Pandemic-driven Medicaid coverage gains in danger of shrinking with redeterminations: report

As flexibilities introduced as part of the COVID-10 public health emergency recede, coverage gains in Medicaid made during that time could be lost as well, according to a new report by the Urban Institute.

Emergency measures such as the Families First Coronavirus Response Act helped swell Medicaid rolls by 22 million people since February 2020. In addition, higher premium subsidies on the Affordable Care Act's (ACA's) exchanges also drove down the number of people without insurance, the analysts said.

Researchers looked at data between December 2019, or just before the pandemic began, and December 2022, the latest data available in the Urban Institute’s Well-Being and Basic Needs Survey (WBNS). The study was backed by the Robert Wood Johnson Foundation.

They examined two obstacles to getting healthcare: problems paying medical bills and choosing to put off needed care because of the expense. The share of adults who said they had problems paying the bills in the last 12 months shrank from 18.7% to 15%, according to the report.

In addition, the share of adults who said they had to put off medical care because it cost too much in the last 12 months declined from 18.5% to 13.9%.

Urban Institute line chart

State Medicaid programs were given the go-ahead to restart eligibility determinations in April, and the findings in the Urban Institute’s report echo those in a KFF report issued last week digging into early disenrollment data. That study found many disenrollments occurred because of procedural reasons, which led KFF researchers to conclude that many people who are losing Medicaid coverage might still be eligible. 

The Urban Institute report found that some states are looking to avoid seeing too many people losing coverage by granting waivers to provide Medicaid coverage from birth to age 5, helping with the transition from Medicaid to the ACA marketplace and providing coverage to immigrants.

All demographic groups benefited from the increased access to coverage, according to the report, but especially Black and Hispanic patients. The number of Black adults who said that they had trouble paying medical bills declined from 24.4% to 15.9%. In addition, the number of Black adults reporting unmet healthcare needs because of costs fell from 20.4% to 12.6%.

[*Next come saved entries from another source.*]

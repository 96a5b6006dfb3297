// SPDX-License-Identifier: JOSSL-1.0
// Copyright (C) 2025 The Jotunheim Project
pub mod x86_64;

#[cfg(target_arch = "x86_64")]
pub use x86_64 as native;
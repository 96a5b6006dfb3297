// SPDX-License-Identifier: JOSSL-1.0
// Copyright (C) 2025 The Jotunheim Project
pub mod apic;
pub mod cpuid;
pub mod hw;
#[cfg(feature = "kernel-image")]
pub mod idt;
pub mod ioapic;
pub mod mmio_map;
pub mod msi;
pub mod serial;
pub mod smp;
pub mod tsc;
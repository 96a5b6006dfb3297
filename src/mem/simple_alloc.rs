// SPDX-License-Identifier: JOSSL-1.0
// Copyright (C) 2025 The Jotunheim Project
use x86_64::{
    PhysAddr,
    structures::paging::{FrameAllocator, PhysFrame, Size4KiB},
};

/// Hands out page-table frames for the MMIO window. Never frees.
pub struct TinyBump {
    next: u64,
    end: u64,
}

impl TinyBump {
    /// `[start, end)` is rounded inward to whole pages.
    pub const fn new(start: u64, end: u64) -> Self {
        Self { next: (start + 0xFFF) & !0xFFF, end: end & !0xFFF }
    }

    pub fn remaining(&self) -> u64 {
        self.end.saturating_sub(self.next) / 0x1000
    }
}

unsafe impl FrameAllocator<Size4KiB> for TinyBump {
    fn allocate_frame(&mut self) -> Option<PhysFrame<Size4KiB>> {
        if self.next + 0x1000 > self.end {
            return None;
        }
        let frame = PhysFrame::containing_address(PhysAddr::new(self.next));
        self.next += 0x1000;
        Some(frame)
    }
}
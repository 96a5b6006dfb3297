// SPDX-License-Identifier: JOSSL-1.0
// Copyright (C) 2025 The Jotunheim Project
use x86_64::{
    VirtAddr,
    registers::control::Cr3,
    structures::paging::{OffsetPageTable, PageTable},
};

/// Reject HHDM offsets that cannot be a direct map base.
pub fn check_hhdm(hhdm: u64) -> Result<(), &'static str> {
    if hhdm == 0 || (hhdm & 0xfff) != 0 {
        return Err("hhdm must be nonzero and 4KiB-aligned");
    }
    Ok(())
}

/// # Safety
/// - `hhdm` must be the physical→virtual offset for a valid direct map
///   (i.e., VA = PA + hhdm), 4 KiB aligned, and already mapped.
/// - CR3 must point to a valid L4 table.
/// - Only one mapper may exist at a time.
pub unsafe fn active_offset_mapper(hhdm: u64) -> Result<OffsetPageTable<'static>, &'static str> {
    check_hhdm(hhdm)?;

    let hhdm_va = VirtAddr::new(hhdm);
    let (l4_frame, _flags) = Cr3::read();
    let l4_virt = hhdm_va + l4_frame.start_address().as_u64();

    // SAFETY: caller guarantees HHDM is mapped and CR3 points to a valid L4.
    let l4_ptr: *mut PageTable = l4_virt.as_mut_ptr();
    let l4_ref: &mut PageTable = unsafe { &mut *l4_ptr };

    Ok(unsafe { OffsetPageTable::new(l4_ref, hhdm_va) })
}
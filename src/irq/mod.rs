// SPDX-License-Identifier: JOSSL-1.0
// Copyright (C) 2025 The Jotunheim Project
//! Interrupt vector map and the IRQ-controller seam.

pub mod bitmap;

pub use bitmap::BitAlloc;

use crate::platform::{IntrHandler, IsrContext};

// ───────────────────────── vector map ─────────────────────────
//   00-1F  CPU exceptions
//   20-2F  legacy 8259 (kept out of the pool)
//   30-FB  dynamically allocated (IOAPIC pins, MSI)
//   80     system call gate
//   FC-FF  APIC timer, TLB shootdown, yield, spurious

pub const INTR_EXCEPTION_COUNT: u8 = 0x20;
pub const INTR_PIC1_BASE: u8 = 0x20;
pub const INTR_PIC2_BASE: u8 = 0x28;
pub const INTR_DYNAMIC_BASE: u8 = 0x30;
pub const INTR_SYSCALL: u8 = 0x80;
pub const INTR_APIC_TIMER: u8 = 0xFC;
pub const INTR_TLB_SHOOTDOWN: u8 = 0xFD;
pub const INTR_THREAD_YIELD: u8 = 0xFE;
pub const INTR_APIC_SPURIOUS: u8 = 0xFF;

/// 256-entry interrupt vector bitmap.
pub type VectorMap = BitAlloc<4>;

/// A vector map with every fixed vector already claimed.
pub fn reserved_vector_map() -> VectorMap {
    let mut map = VectorMap::new();
    let fixed: [(u8, usize); 3] = [
        (0, INTR_DYNAMIC_BASE as usize),
        (INTR_SYSCALL, 1),
        (INTR_APIC_TIMER, 4),
    ];
    for (start, count) in fixed {
        let fresh = map.take(start as usize, count);
        debug_assert!(fresh);
    }
    map
}

/// What the generic IRQ layer needs from whatever routes device lines.
pub trait IrqController {
    fn set_mask(&self, irq: u8, unmask: bool);
    fn hook(&self, irq: u8, handler: IntrHandler);
    fn unhook(&self, irq: u8, handler: IntrHandler);
    /// Route `irq` to logical CPU `cpu`; `None` only asks whether routing
    /// is possible at all.
    fn set_cpu(&self, irq: u8, cpu: Option<usize>) -> bool;
    fn dispatch(&self, intr: u8, ctx: *mut IsrContext) -> *mut IsrContext;
}
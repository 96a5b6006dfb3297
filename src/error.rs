// SPDX-License-Identifier: JOSSL-1.0
// Copyright (C) 2025 The Jotunheim Project
use core::fmt;

/// Failures inside the SMP bring-up path.
///
/// None of these are fatal on their own; callers decide whether to fall back
/// (uniprocessor, no MSI, no PM timer) or give up on a single device.
#[derive(Debug, Clone, Copy, PartialEq, Eq)]
pub enum Error {
    /// The physical mapper refused a window.
    MapFailed { phys: u64, len: usize },
    /// No contiguous run of free interrupt vectors.
    VectorsExhausted { count: usize },
    /// A firmware table failed its byte-sum check.
    BadChecksum { sig: [u8; 4] },
    /// Neither an RSDP nor an MP floating pointer was found.
    NoFirmwareTables,
    /// The CPU reports no local APIC.
    NoLocalApic,
    /// A structure ended before its fixed-size part.
    Truncated { what: &'static str },
}

impl fmt::Display for Error {
    fn fmt(&self, f: &mut fmt::Formatter<'_>) -> fmt::Result {
        match self {
            Error::MapFailed { phys, len } => {
                write!(f, "cannot map {:#x} bytes at phys {:#x}", len, phys)
            }
            Error::VectorsExhausted { count } => {
                write!(f, "no run of {} free interrupt vectors", count)
            }
            Error::BadChecksum { sig } => {
                write!(f, "bad checksum on table {}", SigDisplay(sig))
            }
            Error::NoFirmwareTables => write!(f, "no ACPI or MP tables found"),
            Error::NoLocalApic => write!(f, "no local APIC present"),
            Error::Truncated { what } => write!(f, "truncated {}", what),
        }
    }
}

pub type Result<T> = core::result::Result<T, Error>;

/// Prints a 4-byte table signature, escaping anything non-printable.
pub struct SigDisplay<'a>(pub &'a [u8; 4]);

impl fmt::Display for SigDisplay<'_> {
    fn fmt(&self, f: &mut fmt::Formatter<'_>) -> fmt::Result {
        for &b in self.0 {
            if b.is_ascii_graphic() || b == b' ' {
                write!(f, "{}", b as char)?;
            } else {
                write!(f, "\\x{:02x}", b)?;
            }
        }
        Ok(())
    }
}
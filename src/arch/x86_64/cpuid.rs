// SPDX-License-Identifier: JOSSL-1.0
// Copyright (C) 2025 The Jotunheim Project
//! CPUID feature probes used during bring-up.

use crate::platform::{CpuOps, CpuidRegs};

pub const LEAF_FEATURES: u32 = 0x01;
pub const LEAF_CACHE_TOPOLOGY: u32 = 0x04;
pub const LEAF_EXT_MAX: u32 = 0x8000_0000;
pub const LEAF_APM: u32 = 0x8000_0007;

const FEAT_EDX_APIC: u32 = 1 << 9;
const FEAT_EDX_HTT: u32 = 1 << 28;
const FEAT_ECX_X2APIC: u32 = 1 << 21;
const APM_EDX_INVARIANT_TSC: u32 = 1 << 8;

/// `leaf` if the CPU implements it.
pub fn leaf<P: CpuOps + ?Sized>(p: &P, leaf: u32, subleaf: u32) -> Option<CpuidRegs> {
    let max = if leaf >= LEAF_EXT_MAX {
        p.cpuid(LEAF_EXT_MAX, 0).eax
    } else {
        p.cpuid(0, 0).eax
    };
    (leaf <= max).then(|| p.cpuid(leaf, subleaf))
}

pub fn has_apic<P: CpuOps + ?Sized>(p: &P) -> bool {
    leaf(p, LEAF_FEATURES, 0).is_some_and(|r| r.edx & FEAT_EDX_APIC != 0)
}

pub fn has_x2apic<P: CpuOps + ?Sized>(p: &P) -> bool {
    leaf(p, LEAF_FEATURES, 0).is_some_and(|r| r.ecx & FEAT_ECX_X2APIC != 0)
}

pub fn has_invariant_tsc<P: CpuOps + ?Sized>(p: &P) -> bool {
    leaf(p, LEAF_APM, 0).is_some_and(|r| r.edx & APM_EDX_INVARIANT_TSC != 0)
}

/// Logical processors per package, if hyperthreading is advertised.
pub fn logical_per_package<P: CpuOps + ?Sized>(p: &P) -> Option<u32> {
    let r = leaf(p, LEAF_FEATURES, 0)?;
    (r.edx & FEAT_EDX_HTT != 0).then_some((r.ebx >> 16) & 0xFF)
}

/// Cores per package from the deterministic cache leaf.
pub fn cores_per_package<P: CpuOps + ?Sized>(p: &P) -> Option<u32> {
    leaf(p, LEAF_CACHE_TOPOLOGY, 0).map(|r| ((r.eax >> 26) & 0x3F) + 1)
}

/// Initial APIC ID of the executing CPU.
pub fn initial_apic_id<P: CpuOps + ?Sized>(p: &P) -> u32 {
    p.cpuid(LEAF_FEATURES, 0).ebx >> 24
}
/// Firmware image builders. Every structure comes out with a valid checksum.
pub mod fw {
    use alloc::vec;
    use alloc::vec::Vec;
    use core::mem::size_of;

    use super::MockPlatform;
    use crate::acpi::tables::{Fadt, Gas, SdtHeader};
    use crate::mp::tables::{ConfigHeader, ENTRY_BUS, ENTRY_CPU, ENTRY_IOAPIC};
    use crate::routing::{RootTable, SdtWidth};

    const TABLE_BASE: u64 = 0x10_0000;

    fn fix_checksum(bytes: &mut [u8], at: usize) {
        bytes[at] = 0;
        let sum = bytes.iter().fold(0u8, |acc, &b| acc.wrapping_add(b));
        bytes[at] = 0u8.wrapping_sub(sum);
    }

    pub fn rsdp_v1(rsdt: u32) -> [u8; 20] {
        let mut r = [0u8; 20];
        r[..8].copy_from_slice(b"RSD PTR ");
        r[9..15].copy_from_slice(b"JOTUN ");
        r[16..20].copy_from_slice(&rsdt.to_le_bytes());
        fix_checksum(&mut r, 8);
        r
    }

    pub fn rsdp_v2(rsdt: u32, xsdt: u64) -> [u8; 36] {
        let mut r = [0u8; 36];
        r[..8].copy_from_slice(b"RSD PTR ");
        r[9..15].copy_from_slice(b"JOTUN ");
        r[15] = 2;
        r[16..20].copy_from_slice(&rsdt.to_le_bytes());
        r[20..24].copy_from_slice(&36u32.to_le_bytes());
        r[24..32].copy_from_slice(&xsdt.to_le_bytes());
        fix_checksum(&mut r[..20], 8);
        fix_checksum(&mut r, 32);
        r
    }

    pub fn sdt(sig: &[u8; 4], body: &[u8]) -> Vec<u8> {
        let len = size_of::<SdtHeader>() + body.len();
        let mut t = vec![0u8; size_of::<SdtHeader>()];
        t[..4].copy_from_slice(sig);
        t[4..8].copy_from_slice(&(len as u32).to_le_bytes());
        t[8] = 1;
        t[10..16].copy_from_slice(b"JOTUN ");
        t[16..24].copy_from_slice(b"SYNTHTBL");
        t.extend_from_slice(body);
        fix_checksum(&mut t, 9);
        t
    }

    pub fn madt(lapic: u32, flags: u32, records: &[Vec<u8>]) -> Vec<u8> {
        let mut body = Vec::new();
        body.extend_from_slice(&lapic.to_le_bytes());
        body.extend_from_slice(&flags.to_le_bytes());
        for r in records {
            body.extend_from_slice(r);
        }
        sdt(b"APIC", &body)
    }

    pub fn lapic(cpu: u8, apic: u8, enabled: bool) -> Vec<u8> {
        let mut r = vec![0, 8, cpu, apic];
        r.extend_from_slice(&(enabled as u32).to_le_bytes());
        r
    }

    pub fn x2apic(id: u32, enabled: bool) -> Vec<u8> {
        let mut r = vec![9, 16, 0, 0];
        r.extend_from_slice(&id.to_le_bytes());
        r.extend_from_slice(&(enabled as u32).to_le_bytes());
        r.extend_from_slice(&id.to_le_bytes());
        r
    }

    pub fn ioapic(id: u8, addr: u32, gsi_base: u32) -> Vec<u8> {
        let mut r = vec![1, 12, id, 0];
        r.extend_from_slice(&addr.to_le_bytes());
        r.extend_from_slice(&gsi_base.to_le_bytes());
        r
    }

    pub fn irq_override(bus: u8, src: u8, gsi: u32, flags: u16) -> Vec<u8> {
        let mut r = vec![2, 10, bus, src];
        r.extend_from_slice(&gsi.to_le_bytes());
        r.extend_from_slice(&flags.to_le_bytes());
        r
    }

    pub fn lapic_addr_override(addr: u64) -> Vec<u8> {
        let mut r = vec![5, 12, 0, 0];
        r.extend_from_slice(&addr.to_le_bytes());
        r
    }

    pub fn gas(space: u8, access: u8, addr: u64) -> Gas {
        Gas { addr_space: space, bit_width: 32, bit_offset: 0, access_size: access, addr }
    }

    fn gas_bytes(g: Gas) -> [u8; 12] {
        let mut b = [0u8; 12];
        b[0] = g.addr_space;
        b[1] = g.bit_width;
        b[2] = g.bit_offset;
        b[3] = g.access_size;
        let addr = g.addr;
        b[4..].copy_from_slice(&addr.to_le_bytes());
        b
    }

    pub fn fadt(pm_port: u32, ext: bool) -> Vec<u8> {
        fadt_with_gas(pm_port, ext, Gas::default())
    }

    pub fn fadt_with_gas(pm_port: u32, ext: bool, pm_gas: Gas) -> Vec<u8> {
        const PM_TMR_BLK: usize = 76;
        const PM_TMR_LEN: usize = 91;
        const FLAGS: usize = 112;
        const X_PM_TMR_BLK: usize = 208;
        let hdr = size_of::<SdtHeader>();
        let mut body = vec![0u8; size_of::<Fadt>() - hdr];
        body[PM_TMR_BLK - hdr..PM_TMR_BLK - hdr + 4].copy_from_slice(&pm_port.to_le_bytes());
        if pm_port != 0 {
            body[PM_TMR_LEN - hdr] = 4;
        }
        let flags: u32 = if ext { 1 << 8 } else { 0 };
        body[FLAGS - hdr..FLAGS - hdr + 4].copy_from_slice(&flags.to_le_bytes());
        body[X_PM_TMR_BLK - hdr..X_PM_TMR_BLK - hdr + 12].copy_from_slice(&gas_bytes(pm_gas));
        sdt(b"FACP", &body)
    }

    pub fn hpet(addr: u64, number: u8) -> Vec<u8> {
        let mut body = Vec::new();
        body.extend_from_slice(&0x8086_A201u32.to_le_bytes());
        body.extend_from_slice(&gas_bytes(gas(0, 0, addr)));
        body.push(number);
        body.extend_from_slice(&0x80u16.to_le_bytes());
        body.push(0);
        sdt(b"HPET", &body)
    }

    /// Lays tables out from 1 MiB upward and finishes with a root table.
    pub struct FirmwareImage<'m> {
        m: &'m MockPlatform,
        next: u64,
        entries: Vec<u64>,
    }

    impl<'m> FirmwareImage<'m> {
        pub fn new(m: &'m MockPlatform) -> Self {
            Self { m, next: TABLE_BASE, entries: Vec::new() }
        }

        fn place(&mut self, bytes: &[u8]) -> u64 {
            let at = self.next;
            self.m.write(at, bytes);
            self.next = (at + bytes.len() as u64).next_multiple_of(16);
            at
        }

        pub fn table(mut self, bytes: &[u8]) -> Self {
            let at = self.place(bytes);
            self.entries.push(at);
            self
        }

        pub fn madt(self, bytes: &[u8]) -> Self {
            self.table(bytes)
        }

        pub fn fadt(self, bytes: &[u8]) -> Self {
            self.table(bytes)
        }

        pub fn install_xsdt(mut self) -> RootTable {
            let body: Vec<u8> = self.entries.iter().flat_map(|a| a.to_le_bytes()).collect();
            let addr = self.place(&sdt(b"XSDT", &body));
            RootTable { addr, len: 0, width: SdtWidth::Xsdt64 }
        }

        pub fn install_rsdt(mut self) -> RootTable {
            let body: Vec<u8> = self.entries.iter().flat_map(|&a| (a as u32).to_le_bytes()).collect();
            let addr = self.place(&sdt(b"RSDT", &body));
            RootTable { addr, len: 0, width: SdtWidth::Rsdt32 }
        }
    }

    // ───────────────────────── MP tables ─────────────────────────

    pub fn mp_fps(config: u32) -> [u8; 16] {
        let mut f = [0u8; 16];
        f[..4].copy_from_slice(b"_MP_");
        f[4..8].copy_from_slice(&config.to_le_bytes());
        f[8] = 1;
        f[9] = 4;
        fix_checksum(&mut f, 10);
        f
    }

    pub fn mp_config(lapic: u32, entries: &[Vec<u8>]) -> Vec<u8> {
        let hdr = size_of::<ConfigHeader>();
        let base_len = hdr + entries.iter().map(Vec::len).sum::<usize>();
        let mut t = vec![0u8; hdr];
        t[..4].copy_from_slice(b"PCMP");
        t[4..6].copy_from_slice(&(base_len as u16).to_le_bytes());
        t[6] = 4;
        t[8..16].copy_from_slice(b"JOTUNHEI");
        t[16..28].copy_from_slice(b"SYNTHETIC   ");
        t[34..36].copy_from_slice(&(entries.len() as u16).to_le_bytes());
        t[36..40].copy_from_slice(&lapic.to_le_bytes());
        for e in entries {
            t.extend_from_slice(e);
        }
        fix_checksum(&mut t, 7);
        t
    }

    pub fn mp_cpu(apic: u8, enabled: bool, bsp: bool) -> Vec<u8> {
        let flags = enabled as u8 | (bsp as u8) << 1;
        let mut e = vec![ENTRY_CPU, apic, 0x14, flags];
        e.extend_from_slice(&0x0006_06A0u32.to_le_bytes());
        e.extend_from_slice(&0x0000_0201u32.to_le_bytes());
        e.extend_from_slice(&[0u8; 8]);
        e
    }

    pub fn mp_bus(id: u8, name: &[u8; 6]) -> Vec<u8> {
        let mut e = vec![ENTRY_BUS, id];
        e.extend_from_slice(name);
        e
    }

    pub fn mp_ioapic(id: u8, addr: u32, enabled: bool) -> Vec<u8> {
        let mut e = vec![ENTRY_IOAPIC, id, 0x11, enabled as u8];
        e.extend_from_slice(&addr.to_le_bytes());
        e
    }

    /// I/O (type 3) or local (type 4) interrupt assignment.
    pub fn mp_iointr(typ: u8, intr_type: u8, flags: u16, bus: u8, irq: u8, dest: u8, pin: u8) -> Vec<u8> {
        let [lo, hi] = flags.to_le_bytes();
        vec![typ, intr_type, lo, hi, bus, irq, dest, pin]
    }

    pub fn mp_ext(typ: u8, bus: u8, len: u8) -> Vec<u8> {
        let mut e = vec![0u8; len as usize];
        e[0] = typ;
        e[1] = len;
        e[2] = bus;
        e
    }
}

Researchers noted that Hispanic adults have among the highest uninsured rates, but they too benefited from the expanded coverage, with far fewer reporting having problems paying medical bills during this period (22.7% to 17%) and unmet needs for care (21.8% to 16.2%).

Urban Institute chart

The ability of families to pay medical bills during the timespan differed greatly depending on income as a percentage of the federal poverty level. While the percentage of adults with incomes below 100% FPL didn’t change, the number of those in this group who said they delayed care because of cost dropped from 27.2% to 18.8%.

The report stated that “adults with incomes just above that level—between 100% and 200% of FPL—experienced some of the largest reductions in both measures: the share with problems paying medical bills fell from 32.4% to 24.9% and the share with unmet needs for care fell from 31.9% to 24.1%.”

A decrease in both types of affordability challenges occurred for adults with incomes between 200% and 400% of FPL, but the change was not statistically significant. Adults with the highest incomes of 400% of FPL or more reported a decline in problems paying medical bills (10.1% to 6.1%) as well as a decline in putting off needed care (9.3% to 6.3%).

“Given the relatively small sample sizes of racial and ethnic subgroups in the WBNS, it will be important to use federal survey data to further examine changes in racial and ethnic disparities in the ability to pay for care,” the report stated.